Momento feliz: participantes do grupo com uma das idealizadoras do projeto, a agente comunitária de saúde Lilian Guimarães - Fotos: Graça Milanez/OBemdito
Um, dois, três… 64 pontos formam uma correntinha das mais de cem que completam o tapete que a moradora do Panorama, Bernadete Rodrigues da Silva, 70 anos, está fazendo. Ela participa do grupo de mulheres que integram o ‘Conversando com crochê’, um projeto de interação desenvolvido pela equipe do ESF – Estratégia Saúde da Família [Posto de Saúde] do bairro.
Bernadete conta que “não sabia nada”, mas tinha muita vontade de aprender. “Agora já sei”, orgulha-se, mostrando o tapete, já bem adiantado, que está fazendo e outro, pronto. “Eu sei que tinha curso na cidade pra ir, mas não horário de ônibus; agora aqui é pertinho e é de graça!”.
E diz mais: “Eu não acreditava que ia aprender… achava que não tinha ‘cabeça’ pra isso! Mas me enganei; estou muito contente, até porque, depois que entrei nesse grupo, melhorei da insônia… Está sendo muito bom pra mim”.
A ideia é essa, mesmo: servir de ‘terapia’ para as mulheres interessadas em participar, voltada a estimular a convivência e trocar experiências, valorizando as habilidades de cada uma e, acima de tudo, promover melhoria na saúde mental.
“Percebemos que tinha muita mulher depressiva em casa”, diz a agente comunitária de saúde Gisele de Medeiros, 42 anos, ao explicar a criação do grupo, ideia que o pessoal do PA alimentava desde o final do ano passado.
“Tínhamos o sonho e só… Mesmo sem verba, decidimos pôr em prática indo atrás de doações de linha e agulhas e conseguimos o suficiente para começar”, conta, empolgada. Com ela, coordena os trabalhos do grupo Lilian Guimarães, 44 anos, também agente comunitária de saúde.
“Estamos direcionando nossos objetivos agora para tornar o projeto autossustentável, vendendo os tapetes que produzimos, mas por enquanto ainda dependemos de doação e vamos em busca”, salienta Lilian. O projeto segue com todo o apoio do chefe do ESF, enfermeiro Washington Rogério de Souza, 39 anos.
Tanto as coordenadoras, quanto as participantes alegam em bom tom que não se trata de aula de crochê, mas uma roda de conversa. “Aqui umas aprendem, outras ensinam… Tem as que vão além, aprimorando o que já sabem nessa troca de informação, mas o objetivo mesmo é bater papo, jogar conversa fora”, reafirma Gisele.

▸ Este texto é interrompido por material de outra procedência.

//! Simulated Speech Engine - 按词计时的模拟朗读
//!
//! 不产生声音，只按固定节奏回报朗读进度。
//! 用于演示宿主和测试，也可以作为真实引擎不可用时的备用引擎

use serde::{Deserialize, Serialize};
use std::sync::{Mutex, PoisonError};
use std::time::Duration;
use tokio::sync::watch;
use tokio_util::sync::CancellationToken;

use crate::application::ports::{
    SpeechEnginePort, SpeechError, SpeechEvent, SpeechEventKind, Utterance, UtteranceId,
};
use crate::domain::TextRange;
use crate::infrastructure::runtime::SpeechEventSink;

/// 模拟引擎配置
#[derive(Debug, Clone, PartialEq, Serialize, Deserialize)]
pub struct SimulatedSpeechConfig {
    /// 引擎名称
    #[serde(default = "default_name")]
    pub name: String,

    /// 每个词的朗读时长（毫秒）
    #[serde(default = "default_word_delay_ms")]
    pub word_delay_ms: u64,

    /// 无空格文本（如中文）按此长度切分为“词”
    #[serde(default = "default_max_word_chars")]
    pub max_word_chars: usize,
}

fn default_name() -> String {
    "simulated".to_string()
}

fn default_word_delay_ms() -> u64 {
    120
}

fn default_max_word_chars() -> usize {
    8
}

impl Default for SimulatedSpeechConfig {
    fn default() -> Self {
        Self {
            name: default_name(),
            word_delay_ms: default_word_delay_ms(),
            max_word_chars: default_max_word_chars(),
        }
    }
}

struct ActiveUtterance {
    id: UtteranceId,
    cancel: CancellationToken,
    paused: watch::Sender<bool>,
}

/// 模拟语音引擎
pub struct SimulatedSpeechEngine {
    config: SimulatedSpeechConfig,
    sink: SpeechEventSink,
    active: Mutex<Option<ActiveUtterance>>,
}

impl SimulatedSpeechEngine {
    pub fn new(config: SimulatedSpeechConfig, sink: SpeechEventSink) -> Self {
        tracing::info!(
            name = %config.name,
            word_delay_ms = config.word_delay_ms,
            "SimulatedSpeechEngine initialized"
        );
        Self {
            config,
            sink,
            active: Mutex::new(None),
        }
    }

    fn take_active(&self) -> Option<ActiveUtterance> {
        self.active
            .lock()
            .unwrap_or_else(PoisonError::into_inner)
            .take()
    }

    fn with_active<T>(&self, f: impl FnOnce(&ActiveUtterance) -> T) -> Result<T, SpeechError> {
        let guard = self.active.lock().unwrap_or_else(PoisonError::into_inner);
        guard.as_ref().map(f).ok_or(SpeechError::NoActiveUtterance)
    }

    async fn narrate(
        id: UtteranceId,
        words: Vec<TextRange>,
        delay: Duration,
        cancel: CancellationToken,
        mut paused: watch::Receiver<bool>,
        sink: SpeechEventSink,
    ) {
        for range in words {
            loop {
                let is_paused = *paused.borrow_and_update();
                if !is_paused {
                    break;
                }
                tokio::select! {
                    _ = cancel.cancelled() => return,
                    changed = paused.changed() => {
                        if changed.is_err() {
                            return;
                        }
                    }
                }
            }

            tokio::select! {
                _ = cancel.cancelled() => return,
                _ = tokio::time::sleep(delay) => {}
            }
            sink.emit(SpeechEvent::range_spoken(id, range));
        }

        if !cancel.is_cancelled() {
            tracing::trace!(utterance = %id, "Simulated utterance finished");
            sink.emit(SpeechEvent::finished(id));
        }
    }
}

/// 按空白切词，过长的词按 max_chars 再切分
///
/// 区间以码点计，相对整段文本
pub(crate) fn word_ranges(text: &str, max_chars: usize) -> Vec<TextRange> {
    fn push_chunked(ranges: &mut Vec<TextRange>, start: usize, end: usize, max_chars: usize) {
        let mut offset = start;
        while offset < end {
            let len = (end - offset).min(max_chars);
            ranges.push(TextRange::new(offset, len));
            offset += len;
        }
    }

    let max_chars = max_chars.max(1);
    let mut ranges = Vec::new();
    let mut start: Option<usize> = None;
    let mut total = 0;

    for (i, c) in text.chars().enumerate() {
        total = i + 1;
        if c.is_whitespace() {
            if let Some(s) = start.take() {
                push_chunked(&mut ranges, s, i, max_chars);
            }
        } else if start.is_none() {
            start = Some(i);
        }
    }
    if let Some(s) = start {
        push_chunked(&mut ranges, s, total, max_chars);
    }
    ranges
}

impl SpeechEnginePort for SimulatedSpeechEngine {
    fn name(&self) -> &str {
        &self.config.name
    }

    fn speak(&self, utterance: Utterance) -> Result<(), SpeechError> {
        let runtime = tokio::runtime::Handle::try_current()
            .map_err(|e| SpeechError::Unavailable(format!("no async runtime: {}", e)))?;

        let words = word_ranges(&utterance.text, self.config.max_word_chars);
        if words.is_empty() {
            return Err(SpeechError::Rejected("empty utterance".to_string()));
        }

        if let Some(previous) = self.take_active() {
            previous.cancel.cancel();
        }

        let cancel = CancellationToken::new();
        let (paused_tx, paused_rx) = watch::channel(false);
        *self.active.lock().unwrap_or_else(PoisonError::into_inner) = Some(ActiveUtterance {
            id: utterance.id,
            cancel: cancel.clone(),
            paused: paused_tx,
        });

        tracing::debug!(
            utterance = %utterance.id,
            words = words.len(),
            "Simulated utterance started"
        );

        runtime.spawn(Self::narrate(
            utterance.id,
            words,
            Duration::from_millis(self.config.word_delay_ms),
            cancel,
            paused_rx,
            self.sink.clone(),
        ));
        Ok(())
    }

    fn pause(&self) -> Result<(), SpeechError> {
        let id = self.with_active(|active| {
            active.paused.send_replace(true);
            active.id
        })?;
        self.sink.emit(SpeechEvent::new(id, SpeechEventKind::Paused));
        Ok(())
    }

    fn resume(&self) -> Result<(), SpeechError> {
        let id = self.with_active(|active| {
            active.paused.send_replace(false);
            active.id
        })?;
        self.sink.emit(SpeechEvent::new(id, SpeechEventKind::Resumed));
        Ok(())
    }

    fn stop(&self) {
        if let Some(active) = self.take_active() {
            tracing::debug!(utterance = %active.id, "Simulated utterance cancelled");
            active.cancel.cancel();
        }
    }
}

#[cfg(test)]
mod tests {
    use super::*;
    use crate::infrastructure::runtime::{Mailbox, Message};

    #[test]
    fn test_word_ranges_split_on_whitespace() {
        let ranges = word_ranges("Hello  big world.", 10);
        assert_eq!(
            ranges,
            vec![
                TextRange::new(0, 5),
                TextRange::new(7, 3),
                TextRange::new(11, 6)
            ]
        );
    }

    #[test]
    fn test_word_ranges_chunk_long_runs() {
        let ranges = word_ranges("今天天气很好。", 4);
        assert_eq!(ranges, vec![TextRange::new(0, 4), TextRange::new(4, 3)]);
    }

    #[test]
    fn test_speak_without_runtime_is_unavailable() {
        let engine = SimulatedSpeechEngine::new(
            SimulatedSpeechConfig::default(),
            SpeechEventSink::detached(),
        );
        let result = engine.speak(Utterance {
            id: UtteranceId(1),
            text: "Hello.".to_string(),
        });
        assert!(matches!(result, Err(SpeechError::Unavailable(_))));
    }

    #[test]
    fn test_pause_without_utterance() {
        let engine = SimulatedSpeechEngine::new(
            SimulatedSpeechConfig::default(),
            SpeechEventSink::detached(),
        );
        assert!(matches!(engine.pause(), Err(SpeechError::NoActiveUtterance)));
    }

    #[tokio::test]
    async fn test_reports_words_then_finished() {
        let mut mailbox = Mailbox::new();
        let engine = SimulatedSpeechEngine::new(
            SimulatedSpeechConfig {
                word_delay_ms: 1,
                ..Default::default()
            },
            mailbox.speech_sink(),
        );

        engine
            .speak(Utterance {
                id: UtteranceId(3),
                text: "Two words.".to_string(),
            })
            .unwrap();

        let mut kinds = Vec::new();
        while let Some(message) = mailbox.rx.recv().await {
            if let Message::Speech(event) = message {
                assert_eq!(event.utterance_id, UtteranceId(3));
                let done = event.kind == SpeechEventKind::Finished;
                kinds.push(event.kind);
                if done {
                    break;
                }
            }
        }
        assert_eq!(
            kinds,
            vec![
                SpeechEventKind::RangeSpoken {
                    range: TextRange::new(0, 3)
                },
                SpeechEventKind::RangeSpoken {
                    range: TextRange::new(4, 6)
                },
                SpeechEventKind::Finished,
            ]
        );
    }

    #[tokio::test]
    async fn test_stop_suppresses_finished() {
        let mut mailbox = Mailbox::new();
        let engine = SimulatedSpeechEngine::new(
            SimulatedSpeechConfig {
                word_delay_ms: 20,
                ..Default::default()
            },
            mailbox.speech_sink(),
        );

        engine
            .speak(Utterance {
                id: UtteranceId(1),
                text: "Several words to be read.".to_string(),
            })
            .unwrap();
        engine.stop();

        tokio::time::sleep(Duration::from_millis(150)).await;
        assert!(mailbox.rx.try_recv().is_err());
    }
}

“Eu sei fazer crochê desde mocinha, mas continuo aprendendo e o melhor: participando de momentos alegres! Aqui a gente brinca, dá risada… É uma tarde muito gostosa!”, conta Anecy Oncken, 71 anos.
“Psiquiatras mandam a gente fazer crochê, porque, dizem, é uma terapia! E a gente faz, acha bonito o que faz e se valoriza”, acrescenta a aposentada Elza Bertucci, 69 anos.
Já Aparecida de Oliveira, 70 anos, não sabe fazer. “Mas tenho certeza que vou aprender, porque as que sabem ensinam de um jeito bem fácil, são muito queridas!”, afirma.
Entre essas ‘professoras’ do grupo está a Sônia Evangelista, 62 anos, protagonista de uma história em relação ao crochê cativante. Ela lembra que o desejo de aprender surgiu na infância, quando viu uma toalhinha de mesa na casa da patroa da mãe e se encantou.
“Lembro bem dessa cena! Naquele momento eu cismei que queria aprender a fazer crochê”, conta, rindo. E foi o que fez, improvisando.
“Como meus pais não tinham dinheiro para comprar linha e agulha, peguei um galhinho de árvore, com uma curvinha na ponta; a linha, aproveitava aqueles barbantes de sacos de açúcar e farinha [que antigamente eram fechados com uma costura] e comecei fazendo correntinhas… Aprendi assim”, relembra.
“Depois, emendava todas [as correntinhas] com a agulha de costura e fazia roupinha de boneca… Lembro que eu ficava muito feliz; reconhecendo minha força de vontade, minha avó comprou linha e agulha pra mim e daí fiz meu primeiro chapéu de crochê… Eu tinha 12 anos; uma amiga me ensinou.”
Além de crochê, atualmente Sônia faz tricô, macramê, costura, faz bolo e doces para vender e é cuidadora de idosos.